I try to get the eigenvalue m and the vectors a & h from this eigenvector problem:
$$A = \begin{bmatrix}0 & 1 & 0 \\ 1 & 0 & 1 \\ 1 & 0 & 0\end{bmatrix}$$
$$A⋅A^T⋅h=m⋅h$$ $$A^T⋅A⋅a=m⋅a$$
I started with this:
$$A^T = \begin{bmatrix}0 & 1 & 1 \\ 1 & 0 & 0 \\ 0 & 1 & 0\end{bmatrix}$$
$$A⋅A^T = \begin{bmatrix}1 & 0 & 0 \\ 0 & 2 & 1 \\ 0 & 1 & 1\end{bmatrix}$$
$$A^T⋅A = \begin{bmatrix}2 & 0 & 1 \\ 0 & 1 & 0 \\ 1 & 0 & 1\end{bmatrix}$$
and then i got the highest m with (Characteristic Polynomial):
$$-x^3 + 4x^2 - 4x + 1 = 0$$
$$m≈\frac{3+√5}{2}$$
Now i don't really know what to do. I think i have to do this to get the core of the matrix?:
$$(A⋅AT−mE)⋅h⃗ =0$$
to get this:
$$ \begin{bmatrix} 1-(\frac{3+√5}{2}) & 0 & 0 \\ 0 & 2-(\frac{3+√5}{2}) & 1 \\ 0 & 1 & 1-(\frac{3+√5}{2})\end{bmatrix} * \begin{bmatrix} h_{1} \\ h_{2} \\ h_{3} \end{bmatrix} = 0 $$
But when i try to solve it i only get:
$$ h1 = 0 $$
$$ \frac{√5+1}{2} * h_{2} + h_{3} = 0 $$
$$ \frac{√5-1}{2} * h_{3} + h_{2} = 0 $$
=> so this??:
$$h⃗ = \begin{bmatrix} 0 \\ 0 \\ 0 \end{bmatrix}$$
Am i solving it wrong or am i doing a mistake somewhere else?

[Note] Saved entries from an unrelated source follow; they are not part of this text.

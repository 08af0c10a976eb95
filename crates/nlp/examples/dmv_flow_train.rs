//! Training a DMV flow parser
//!
//! Run with:
//!
//! ```text
//! cargo run -p dmvflow-nlp --example dmv_flow_train
//! cargo run -p dmvflow-nlp --example dmv_flow_train -- \
//!     --train train.conll --test test.conll --vectors vectors.txt \
//!     [--config config.json] [--seed-grammar dmv.json] \
//!     [--train-from model.json] [--eval-all] [--remove-null]
//! ```
//!
//! Without a treebank a synthetic three-tag one is generated. Set
//! `RUST_LOG=dmvflow_nlp=debug` for batch-level logging.

use std::error::Error;
use std::path::PathBuf;

use clap::Parser;
use dmvflow_diff::Tensor;
use dmvflow_nlp::{
    embed_all, evaluate, read_conll_file_with, Checkpoint, ConllOptions, DmvFlow, SeedTable, Sentence,
    TagVocab, TrainConfig, Trainer, WordVectors,
};
use rand::{Rng, SeedableRng};
use rand_chacha::ChaCha8Rng;
use tracing::info;

const TAGS: [&str; 3] = ["DET", "NOUN", "VERB"];

/// `DET NOUN VERB` or `DET NOUN VERB DET NOUN`, headed by the verb.
fn synthetic_corpus(n: usize, rng: &mut impl Rng) -> Vec<Sentence> {
    let centres = [[-1.5, 0.5], [0.0, -1.0], [1.5, 0.8]];
    (0..n)
        .map(|_| {
            let (tags, heads): (Vec<usize>, Vec<usize>) = if rng.gen_bool(0.5) {
                (vec![0, 1, 2], vec![2, 3, 0])
            } else {
                (vec![0, 1, 2, 0, 1], vec![2, 3, 0, 5, 3])
            };
            let mut data = Vec::with_capacity(tags.len() * 2);
            for &t in &tags {
                data.push(centres[t][0] + rng.gen_range(-0.4..0.4));
                data.push(centres[t][1] + rng.gen_range(-0.4..0.4));
            }
            Sentence {
                embeddings: Tensor {
                    shape: vec![tags.len(), 2],
                    data,
                },
                gold: Some(heads.iter().enumerate().map(|(i, &h)| (i + 1, h)).collect()),
                tags: Some(tags),
            }
        })
        .collect()
}

/// Train a DMV flow parser and report attachment accuracy.
#[derive(Parser, Debug)]
#[command(name = "dmv_flow_train", about, long_about = None)]
struct Args {
    /// Training treebank (CoNLL)
    #[arg(long, requires_all = ["test", "vectors"])]
    train: Option<PathBuf>,

    /// Test treebank (CoNLL)
    #[arg(long, requires_all = ["train", "vectors"])]
    test: Option<PathBuf>,

    /// Word vectors, one word and its components per line
    #[arg(long, requires_all = ["train", "test"])]
    vectors: Option<PathBuf>,

    /// Training configuration (JSON)
    #[arg(long)]
    config: Option<PathBuf>,

    /// Converged DMV log-probabilities to start the grammar from
    #[arg(long)]
    seed_grammar: Option<PathBuf>,

    /// Checkpoint to load before training
    #[arg(long)]
    train_from: Option<PathBuf>,

    /// After training, evaluate on the whole test set with no length cap
    #[arg(long)]
    eval_all: bool,

    /// Drop `-NONE-` empty elements from the treebanks
    #[arg(long)]
    remove_null: bool,
}

/// Test sentences of every length, for `--eval-all`.
fn full_test_set(args: &Args, vectors: Option<&WordVectors>, synthetic: &[Sentence]) -> Result<Vec<Sentence>, Box<dyn Error>> {
    match (&args.test, vectors) {
        (Some(path), Some(vectors)) => {
            let options = ConllOptions::new(usize::MAX).with_remove_null(args.remove_null);
            Ok(embed_all(&read_conll_file_with(path, options)?, vectors, None)?)
        }
        _ => Ok(synthetic.to_vec()),
    }
}

fn main() -> Result<(), Box<dyn Error>> {
    tracing_subscriber::fmt()
        .with_env_filter(
            tracing_subscriber::EnvFilter::from_default_env().add_directive("dmvflow_nlp=info".parse()?),
        )
        .init();

    let args = Args::parse();
    let config = match &args.config {
        Some(path) => TrainConfig::load(path)?,
        None => TrainConfig::default().with_epochs(6).with_batch_size(16),
    };
    let mut rng = ChaCha8Rng::seed_from_u64(config.seed);
    let options = ConllOptions::new(config.max_len).with_remove_null(args.remove_null);

    let (tags, train, test, vectors) = match (&args.train, &args.test, &args.vectors) {
        (Some(train), Some(test), Some(vectors)) => {
            let vectors = WordVectors::load(vectors)?;
            let train = read_conll_file_with(train, options)?;
            let test = read_conll_file_with(test, options)?;
            let vocab = TagVocab::from_sentences(&train);
            info!(
                train = train.len(),
                test = test.len(),
                tags = vocab.len(),
                dims = vectors.dims(),
                "loaded treebank"
            );
            (
                vocab.tags().to_vec(),
                embed_all(&train, &vectors, Some(&vocab))?,
                embed_all(&test, &vectors, None)?,
                Some(vectors),
            )
        }
        _ => {
            info!("no treebank given, generating a synthetic one");
            (
                TAGS.iter().map(|t| t.to_string()).collect(),
                synthetic_corpus(160, &mut rng),
                synthetic_corpus(40, &mut rng),
                None,
            )
        }
    };

    let mut model = DmvFlow::initialize(&config, tags, &train, &mut rng)?;
    if let Some(path) = &args.seed_grammar {
        let written = model.seed_grammar(&SeedTable::load(path)?)?;
        info!(written, "seeded grammar");
    }
    if let Some(path) = &args.train_from {
        model.load_parameters(Checkpoint::load(path)?)?;
        let start = evaluate(&model, &test, config.eval_batch_size)?;
        info!(path = %path.display(), directed = start.directed, undirected = start.undirected, "loaded checkpoint");
        println!(
            "starting accuracy: directed {:.1}%, undirected {:.1}%",
            100.0 * start.directed,
            100.0 * start.undirected
        );
    }

    let report = Trainer::new(config.clone())?.train(&mut model, &train, Some(test.as_slice()))?;
    let last = evaluate(&model, &test, config.eval_batch_size)?;

    println!("\n=== DMV flow ===\n");
    println!("  epochs run:          {}", report.epochs_run);
    println!("  stopped early:       {}", report.stopped_early);
    if let Some(ll) = report.ll_per_word.last() {
        println!("  final LL per word:   {:.4}", ll);
    }
    println!("  directed accuracy:   {:.1}%", 100.0 * last.directed);
    println!("  undirected accuracy: {:.1}%", 100.0 * last.undirected);

    if args.eval_all {
        let all = full_test_set(&args, vectors.as_ref(), &test)?;
        let full = evaluate(&model, &all, 10)?;
        println!("\n=== all test sentences ({}) ===\n", all.len());
        println!("  directed accuracy:   {:.1}%", 100.0 * full.directed);
        println!("  undirected accuracy: {:.1}%", 100.0 * full.undirected);
        println!("  skipped batches:     {}", full.skipped_batches);
    }
    Ok(())
}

Anything could help!
EDIT:
After the fix i get this:
$$(A⋅AT−mE)⋅h⃗ =0$$
=>
$$
\begin{bmatrix} 1-(\frac{3+√5}{2}) & 0 & 0 \\ 0 & 2-(\frac{3+√5}{2}) & 1 \\
0 & 1 & 1-(\frac{3+√5}{2})\end{bmatrix}
*
\begin{bmatrix} h_{1} \\ h_{2} \\ h_{3} \end{bmatrix} = 0
$$
=>
$$ h_{1} = 0 $$
$$ \frac{1-√5}{2} * h_{2} + h_{3} = 0 $$
$$ -\frac{√5+1}{2} * h_{3} + h_{2} = 0 $$
=>
$$h_{3} * 0 = h_{3}$$
$$h_{2} = \frac{√5+1}{2} * h_{3}$$
=>
$$h⃗ = \begin{bmatrix} 0 \\ 1,62*x \\ x \end{bmatrix}$$
Is this the right solution for vector h?